● **Assignment**
Go through the records and show each line where the word "FakeShare" occurs.

┄┄┄┄┄┄┄┄┄┄

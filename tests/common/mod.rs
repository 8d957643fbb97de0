//! Shared fakes for integration tests
#![allow(dead_code)]

use image::{Rgba, RgbaImage};
use qr_studio::actions::{Clipboard, ResultActions, ShareSheet, SharedFile};
use qr_studio::actions::Downloads;
use qr_studio::camera::{CameraBackend, FacingMode};
use qr_studio::error::{ActionError, CameraError, ShareError};
use qr_studio::models::outcome::{NO_TEXT_PLACEHOLDER, SCANNING_PLACEHOLDER};
use qr_studio::notify::RecordingNotifier;
use qr_studio::{DecodeFailure, QrStyle, encode_text};
use std::collections::VecDeque;
use std::path::Path;
use std::sync::atomic::{AtomicUsize, Ordering};
use std::sync::{Arc, Mutex};

/// Every failure a decode attempt can end in
pub fn all_failures() -> Vec<DecodeFailure> {
    let failures = vec![
        DecodeFailure::NotFound,
        DecodeFailure::PermissionDenied,
        DecodeFailure::DeviceMissing,
        DecodeFailure::InsecureContext,
        DecodeFailure::Unsupported,
        DecodeFailure::Other("boom".into()),
    ];
    // Exhaustive so a new variant cannot be left out of the list silently
    for failure in &failures {
        match failure {
            DecodeFailure::NotFound
            | DecodeFailure::PermissionDenied
            | DecodeFailure::DeviceMissing
            | DecodeFailure::InsecureContext
            | DecodeFailure::Unsupported
            | DecodeFailure::Other(_) => {}
        }
    }
    failures
}

/// Every status text the result area can show instead of a decoded result
pub fn all_markers() -> Vec<String> {
    let mut markers = vec![
        NO_TEXT_PLACEHOLDER.to_string(),
        SCANNING_PLACEHOLDER.to_string(),
    ];
    markers.extend(all_failures().iter().map(DecodeFailure::marker));
    markers
}

/// A QR code for `text` with a quiet zone wide enough for reliable decoding
pub fn qr_image(text: &str, width: u32) -> RgbaImage {
    let style = QrStyle {
        width,
        margin: 4,
        ..QrStyle::default()
    };
    encode_text(text, &style).expect("encode test code")
}

/// `inner` pasted in the middle of a white `width` x `height` frame
pub fn framed(inner: &RgbaImage, width: u32, height: u32) -> RgbaImage {
    let mut frame = RgbaImage::from_pixel(width, height, Rgba([255, 255, 255, 255]));
    let x = (width - inner.width()) / 2;
    let y = (height - inner.height()) / 2;
    image::imageops::overlay(&mut frame, inner, i64::from(x), i64::from(y));
    frame
}

/// A white frame with nothing to decode
pub fn blank_frame(width: u32, height: u32) -> RgbaImage {
    RgbaImage::from_pixel(width, height, Rgba([255, 255, 255, 255]))
}

/// PNG bytes of `image`
pub fn png(image: &RgbaImage) -> Vec<u8> {
    qr_studio::tools::png_bytes(image).expect("png encode")
}

/// Clipboard that remembers what was written
#[derive(Clone, Default)]
pub struct FakeClipboard {
    pub writes: Arc<Mutex<Vec<String>>>,
    pub fail: bool,
}

impl FakeClipboard {
    pub fn written(&self) -> Vec<String> {
        self.writes.lock().unwrap().clone()
    }
}

impl Clipboard for FakeClipboard {
    fn write_text(&mut self, text: &str) -> Result<(), ActionError> {
        if self.fail {
            return Err(ActionError::Clipboard("denied".into()));
        }
        self.writes.lock().unwrap().push(text.to_string());
        Ok(())
    }
}

/// How the fake share sheet responds
#[derive(Debug, Clone, Copy, PartialEq, Eq)]
pub enum ShareMode {
    Unsupported,
    TextOnly,
    Accept,
    Cancel,
    Fail,
}

/// Share sheet with a scripted response
#[derive(Clone)]
pub struct FakeShare {
    pub mode: ShareMode,
    pub texts: Arc<Mutex<Vec<String>>>,
    pub files: Arc<Mutex<Vec<SharedFile>>>,
}

impl FakeShare {
    pub fn new(mode: ShareMode) -> Self {
        Self {
            mode,
            texts: Arc::default(),
            files: Arc::default(),
        }
    }
}

impl ShareSheet for FakeShare {
    fn supports_text(&self) -> bool {
        self.mode != ShareMode::Unsupported
    }

    fn supports_file(&self, _file: &SharedFile) -> bool {
        !matches!(self.mode, ShareMode::Unsupported | ShareMode::TextOnly)
    }

    fn share_text(&mut self, text: &str) -> Result<(), ShareError> {
        self.texts.lock().unwrap().push(text.to_string());
        self.respond()
    }

    fn share_file(&mut self, file: &SharedFile) -> Result<(), ShareError> {
        self.files.lock().unwrap().push(file.clone());
        self.respond()
    }
}

impl FakeShare {
    fn respond(&self) -> Result<(), ShareError> {
        match self.mode {
            ShareMode::Unsupported => Err(ShareError::Unsupported),
            ShareMode::TextOnly | ShareMode::Accept => Ok(()),
            ShareMode::Cancel => Err(ShareError::Cancelled),
            ShareMode::Fail => Err(ShareError::Failed("sheet crashed".into())),
        }
    }
}

/// Result actions over fakes, downloading into `dir`
pub fn fake_actions(
    clipboard: &FakeClipboard,
    share: &FakeShare,
    dir: &Path,
    notifier: &Arc<RecordingNotifier>,
) -> ResultActions {
    ResultActions::new(
        Box::new(clipboard.clone()),
        Box::new(share.clone()),
        Downloads::new(dir),
        notifier.clone(),
    )
}

/// Counters shared between a [`FakeCamera`] and the test
#[derive(Debug, Default)]
pub struct CameraCounters {
    pub acquired: AtomicUsize,
    pub captured: AtomicUsize,
    pub released: AtomicUsize,
}

impl CameraCounters {
    pub fn acquired(&self) -> usize {
        self.acquired.load(Ordering::SeqCst)
    }

    pub fn captured(&self) -> usize {
        self.captured.load(Ordering::SeqCst)
    }

    pub fn released(&self) -> usize {
        self.released.load(Ordering::SeqCst)
    }
}

/// Camera serving scripted frames
pub struct FakeCamera {
    pub frames: VecDeque<RgbaImage>,
    pub acquire_error: Option<CameraError>,
    pub release_error: Option<CameraError>,
    /// Keep returning blank frames after the script runs out
    pub endless: bool,
    pub counters: Arc<CameraCounters>,
}

impl FakeCamera {
    pub fn new(frames: Vec<RgbaImage>) -> (Self, Arc<CameraCounters>) {
        let counters = Arc::new(CameraCounters::default());
        let camera = Self {
            frames: frames.into(),
            acquire_error: None,
            release_error: None,
            endless: false,
            counters: counters.clone(),
        };
        (camera, counters)
    }
}

impl CameraBackend for FakeCamera {
    fn acquire(&mut self, _facing: FacingMode) -> Result<(), CameraError> {
        if let Some(err) = self.acquire_error.clone() {
            return Err(err);
        }
        self.counters.acquired.fetch_add(1, Ordering::SeqCst);
        Ok(())
    }

    fn capture(&mut self) -> Result<Option<RgbaImage>, CameraError> {
        self.counters.captured.fetch_add(1, Ordering::SeqCst);
        match self.frames.pop_front() {
            Some(frame) => Ok(Some(frame)),
            None if self.endless => Ok(Some(blank_frame(320, 240))),
            None => Ok(None),
        }
    }

    fn release(&mut self) -> Result<(), CameraError> {
        self.counters.released.fetch_add(1, Ordering::SeqCst);
        match self.release_error.clone() {
            Some(err) => Err(err),
            None => Ok(()),
        }
    }
}
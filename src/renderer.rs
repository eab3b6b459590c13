use maud::html;
use pulldown_cmark::{html::push_html, Options, Parser};

use crate::{
    context::Config,
    error::{PathContext, Result},
};

#[derive(Debug, Clone, Copy, PartialEq, Eq)]
pub(crate) enum Page {
    Index,
    Post,
}

impl Page {
    fn name(self) -> &'static str {
        match self {
            Page::Index => "index",
            Page::Post => "post",
        }
    }
}

/// The fixed head/foot fragments wrapped around every page body.
#[derive(Debug, Clone)]
pub(crate) struct Fragments {
    pub head: String,
    pub foot: String,
}

impl Fragments {
    pub fn load(config: &Config, page: Page) -> Result<Self> {
        let read = |part: &str| {
            let path = config.template(&format!("{part}_{}.html", page.name()));
            std::fs::read_to_string(&path).at(&path)
        };
        Ok(Self {
            head: read("head")?,
            foot: read("foot")?,
        })
    }

    pub fn wrap(&self, body: &str) -> String {
        let mut page = String::with_capacity(self.head.len() + body.len() + self.foot.len());
        page.push_str(&self.head);
        page.push_str(body);
        page.push_str(&self.foot);
        page
    }
}

pub(crate) fn markdown_to_html(source: &str) -> String {
    let mut options = Options::empty();
    options.insert(Options::ENABLE_STRIKETHROUGH);
    options.insert(Options::ENABLE_TABLES);

    let mut body = String::new();
    push_html(&mut body, Parser::new_ext(source, options));
    body
}

pub(crate) fn render_post(fragments: &Fragments, source: &str) -> String {
    fragments.wrap(&markdown_to_html(source))
}

/// One line of the index list.
#[derive(Debug, Clone, PartialEq, Eq)]
pub(crate) struct IndexEntry {
    pub slug: String,
    pub title: String,
    pub date: String,
}

pub(crate) fn render_index(fragments: &Fragments, intro: &str, entries: &[IndexEntry]) -> String {
    let body = html! {
        p { (intro) } "\n"
        h2 { "posts" } "\n"
        ul id="posts" {
            "\n"
            @for entry in entries {
                li {
                    a href={ "p/" (entry.slug) } { (entry.title) } "\n"
                    span.date { (entry.date) }
                }
                "\n"
            }
        }
        "\n"
    };
    fragments.wrap(&body.into_string())
}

┄┄┄┄┄┄┄┄┄┄

● **Written solution**
pub struct FakeShare {
impl FakeShare {
impl ShareSheet for FakeShare {
impl FakeShare {
    share: &FakeShare,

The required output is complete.